Several studies have examined the financial effects of private equity firms on hospitals. The new paper, which examines 51 hospitals between 2009 and 2019, provides new evidence that these changes can result in more dangerous conditions for patients. The researchers, who also include Zirui Song of Harvard and Joseph Dov Bruch of the University of Chicago, received funding from Arnold Ventures, a group that supports a wide range of health research and has been critical of the private equity industry.

Previous research found that patients were less likely to die after visiting a private equity-backed hospital. But the researchers said they wanted to focus their study on specific measures, such as medical errors, that more directly reflect care in a hospital, rather than patient deaths, which are more likely to be influenced by the health status of patients entering the hospital. hospital.

The researchers examined a range of errors that Medicare tracks and encourages hospitals to minimize. Hospitals with high levels of some of these problems — such as central line infections — must pay financial penalties to the government. Although not all errors occurred frequently enough to be measured accurately, and complications occurred rarely overall, all eight individual measures studied in the paper worsened in hospitals acquired by private equity funds.

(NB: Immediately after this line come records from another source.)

// SPDX-License-Identifier: AGPL-3.0-or-later
//
// Copyright (C) 2026 Relational Network

//! Keyed record store backed by redb (pure Rust, ACID).
//!
//! ## Table Layout
//!
//! - `accounts`: address → envelope(AccountRecord)
//! - `wallets`: wallet name → envelope(WalletRecord)
//! - `notification_cursors`: address → envelope(CursorRecord)
//!
//! Every value is a JSON envelope `{version, persisted_at, updated_at, record}`.
//! Writes carry an expected version; a mismatch is a conflict.

use std::path::Path;
use std::sync::Arc;

use chrono::{DateTime, Utc};
use redb::{Database, ReadableDatabase, ReadableTable, TableDefinition, WriteTransaction};
use serde::de::DeserializeOwned;
use serde::{Deserialize, Serialize};

use crate::error::WalletError;

// =============================================================================
// Table Definitions
// =============================================================================

const ACCOUNTS: TableDefinition<&str, &[u8]> = TableDefinition::new("accounts");
const WALLETS: TableDefinition<&str, &[u8]> = TableDefinition::new("wallets");
const NOTIFICATION_CURSORS: TableDefinition<&str, &[u8]> =
    TableDefinition::new("notification_cursors");

#[derive(Debug, Clone, Copy, PartialEq, Eq)]
pub enum Table {
    Accounts,
    Wallets,
    NotificationCursors,
}

impl Table {
    const ALL: [Table; 3] = [Table::Accounts, Table::Wallets, Table::NotificationCursors];

    fn definition(self) -> TableDefinition<'static, &'static str, &'static [u8]> {
        match self {
            Table::Accounts => ACCOUNTS,
            Table::Wallets => WALLETS,
            Table::NotificationCursors => NOTIFICATION_CURSORS,
        }
    }

    fn name(self) -> &'static str {
        match self {
            Table::Accounts => "account",
            Table::Wallets => "wallet",
            Table::NotificationCursors => "notification cursor",
        }
    }
}

// =============================================================================
// Error Type
// =============================================================================

#[derive(Debug, thiserror::Error)]
pub enum StoreError {
    #[error("failed to prepare data directory: {0}")]
    Io(#[from] std::io::Error),

    #[error("redb database error: {0}")]
    RedbDatabase(#[from] redb::DatabaseError),

    #[error("redb transaction error: {0}")]
    RedbTransaction(#[from] redb::TransactionError),

    #[error("redb table error: {0}")]
    RedbTable(#[from] redb::TableError),

    #[error("redb storage error: {0}")]
    RedbStorage(#[from] redb::StorageError),

    #[error("redb commit error: {0}")]
    RedbCommit(#[from] redb::CommitError),

    #[error("serialization error: {0}")]
    Serde(#[from] serde_json::Error),

    #[error("{0}")]
    Conflict(String),

    #[error("{0}")]
    NotFound(String),
}

pub type StoreResult<T> = Result<T, StoreError>;

impl From<StoreError> for WalletError {
    fn from(error: StoreError) -> Self {
        match error {
            StoreError::Conflict(message) => WalletError::Conflict(message),
            StoreError::NotFound(message) => WalletError::NotFound(message),
            other => WalletError::Transient(format!("Store unavailable: {other}")),
        }
    }
}

// =============================================================================
// Envelope
// =============================================================================

/// A stored record together with its store-managed metadata.
#[derive(Debug, Clone, PartialEq, Serialize, Deserialize)]
pub struct Versioned<T> {
    pub version: u64,
    pub persisted_at: DateTime<Utc>,
    pub updated_at: DateTime<Utc>,
    pub record: T,
}

type Envelope = Versioned<serde_json::Value>;

// =============================================================================
// RecordStore
// =============================================================================

#[derive(Clone)]
pub struct RecordStore {
    db: Arc<Database>,
}

impl RecordStore {
    /// Open (or create) the database at the given path.
    pub fn open(path: &Path) -> StoreResult<Self> {
        if let Some(parent) = path.parent() {
            std::fs::create_dir_all(parent)?;
        }
        let db = Database::create(path)?;

        // Pre-create all tables so later read transactions don't fail
        let write_txn = db.begin_write()?;
        for table in Table::ALL {
            let _ = write_txn.open_table(table.definition())?;
        }
        write_txn.commit()?;

        Ok(Self { db: Arc::new(db) })
    }

    pub fn get<T: DeserializeOwned>(
        &self,
        table: Table,
        key: &str,
    ) -> StoreResult<Option<Versioned<T>>> {
        let read_txn = self.db.begin_read()?;
        let t = read_txn.open_table(table.definition())?;
        match t.get(key)? {
            Some(value) => Ok(Some(serde_json::from_slice(value.value())?)),
            None => Ok(None),
        }
    }

    /// All records of a table, in key order.
    pub fn list<T: DeserializeOwned>(&self, table: Table) -> StoreResult<Vec<Versioned<T>>> {
        let read_txn = self.db.begin_read()?;
        let t = read_txn.open_table(table.definition())?;

        let mut records = Vec::new();
        for item in t.iter()? {
            let (_, value) = item?;
            records.push(serde_json::from_slice(value.value())?);
        }
        Ok(records)
    }

    /// Insert (`expected = None`) or update (`expected = Some(version)`) a record.
    pub fn put<T: Serialize>(
        &self,
        table: Table,
        key: &str,
        record: T,
        expected: Option<u64>,
    ) -> StoreResult<Versioned<T>> {
        let value = serde_json::to_value(&record)?;
        let write_txn = self.db.begin_write()?;

        match apply_put(&write_txn, table, key, value, expected, Utc::now()) {
            Ok(envelope) => {
                write_txn.commit()?;
                Ok(Versioned {
                    version: envelope.version,
                    persisted_at: envelope.persisted_at,
                    updated_at: envelope.updated_at,
                    record,
                })
            }
            Err(e) => {
                write_txn.abort()?;
                Err(e)
            }
        }
    }

    pub fn delete(&self, table: Table, key: &str, expected: Option<u64>) -> StoreResult<()> {
        let mut uow = self.unit_of_work();
        uow.delete(table, key, expected);
        uow.commit()
    }

    pub fn unit_of_work(&self) -> UnitOfWork {
        UnitOfWork {
            store: self.clone(),
            ops: Vec::new(),
            hooks: Vec::new(),
        }
    }
}

// =============================================================================
// Unit of Work
// =============================================================================

enum Op {
    Put {
        table: Table,
        key: String,
        value: serde_json::Value,
        expected: Option<u64>,
    },
    Delete {
        table: Table,
        key: String,
        expected: Option<u64>,
    },
}

type Hook = Box<dyn FnOnce() + Send + 'static>;

/// Batch of writes committed in one redb write transaction.
///
/// Hooks registered with [`UnitOfWork::after_commit`] run only once the
/// commit is durable; a failed batch applies nothing and runs no hook.
pub struct UnitOfWork {
    store: RecordStore,
    ops: Vec<Op>,
    hooks: Vec<Hook>,
}

impl UnitOfWork {
    pub fn put<T: Serialize>(
        &mut self,
        table: Table,
        key: &str,
        record: &T,
        expected: Option<u64>,
    ) -> StoreResult<()> {
        self.ops.push(Op::Put {
            table,
            key: key.to_string(),
            value: serde_json::to_value(record)?,
            expected,
        });
        Ok(())
    }

    pub fn delete(&mut self, table: Table, key: &str, expected: Option<u64>) {
        self.ops.push(Op::Delete {
            table,
            key: key.to_string(),
            expected,
        });
    }

    pub fn after_commit(&mut self, hook: impl FnOnce() + Send + 'static) {
        self.hooks.push(Box::new(hook));
    }

    pub fn commit(self) -> StoreResult<()> {
        let write_txn = self.store.db.begin_write()?;
        let now = Utc::now();

        for op in self.ops {
            let applied = match op {
                Op::Put {
                    table,
                    key,
                    value,
                    expected,
                } => apply_put(&write_txn, table, &key, value, expected, now).map(|_| ()),
                Op::Delete {
                    table,
                    key,
                    expected,
                } => apply_delete(&write_txn, table, &key, expected),
            };
            if let Err(e) = applied {
                write_txn.abort()?;
                return Err(e);
            }
        }
        write_txn.commit()?;

        for hook in self.hooks {
            hook();
        }
        Ok(())
    }
}

fn read_envelope(
    t: &redb::Table<'_, &'static str, &'static [u8]>,
    key: &str,
) -> StoreResult<Option<Envelope>> {
    let current = t
        .get(key)?
        .map(|value| serde_json::from_slice(value.value()))
        .transpose()?;
    Ok(current)
}

fn check_version(table: Table, key: &str, current: u64, expected: u64) -> StoreResult<()> {
    if current != expected {
        return Err(StoreError::Conflict(format!(
            "{} {key} is at version {current}, expected {expected}",
            table.name()
        )));
    }
    Ok(())
}

fn apply_put(
    write_txn: &WriteTransaction,
    table: Table,
    key: &str,
    record: serde_json::Value,
    expected: Option<u64>,
    now: DateTime<Utc>,
) -> StoreResult<Envelope> {
    let mut t = write_txn.open_table(table.definition())?;

    let envelope = match (read_envelope(&t, key)?, expected) {
        (None, None) => Versioned {
            version: 1,
            persisted_at: now,
            updated_at: now,
            record,
        },
        (Some(_), None) => {
            return Err(StoreError::Conflict(format!(
                "{} {key} already exists",
                table.name()
            )));
        }
        (None, Some(expected)) => {
            return Err(StoreError::Conflict(format!(
                "{} {key} was removed (expected version {expected})",
                table.name()
            )));
        }
        (Some(current), Some(expected)) => {
            check_version(table, key, current.version, expected)?;
            Versioned {
                version: current.version + 1,
                persisted_at: current.persisted_at,
                updated_at: now,
                record,
            }
        }
    };

    let bytes = serde_json::to_vec(&envelope)?;
    t.insert(key, bytes.as_slice())?;
    Ok(envelope)
}

fn apply_delete(
    write_txn: &WriteTransaction,
    table: Table,
    key: &str,
    expected: Option<u64>,
) -> StoreResult<()> {
    let mut t = write_txn.open_table(table.definition())?;

    let current = read_envelope(&t, key)?
        .ok_or_else(|| StoreError::NotFound(format!("{} {key} not found", table.name())))?;
    if let Some(expected) = expected {
        check_version(table, key, current.version, expected)?;
    }

    t.remove(key)?;
    Ok(())
}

Rates of these complications have generally been declining for about 15 years, as hospitals work to reduce them and best practices for preventing them become more widespread.

“These are preventable adverse events that everyone thinks shouldn’t happen in hospitals,” says David Blumenthal, former president of the Commonwealth Fund, a nonprofit health research group, which reviewed the study.

Some private equity owners may be overly eager to reduce costs, leading to a decline in the quality of care, he says. “It’s about investment style,” he says. “It’s about aggressiveness and the short-term profits and return on investment that are sought.” In cases where they don’t follow that strategy, private equity can be positive, adds Blumenthal: “It brings capital. It brings innovation.”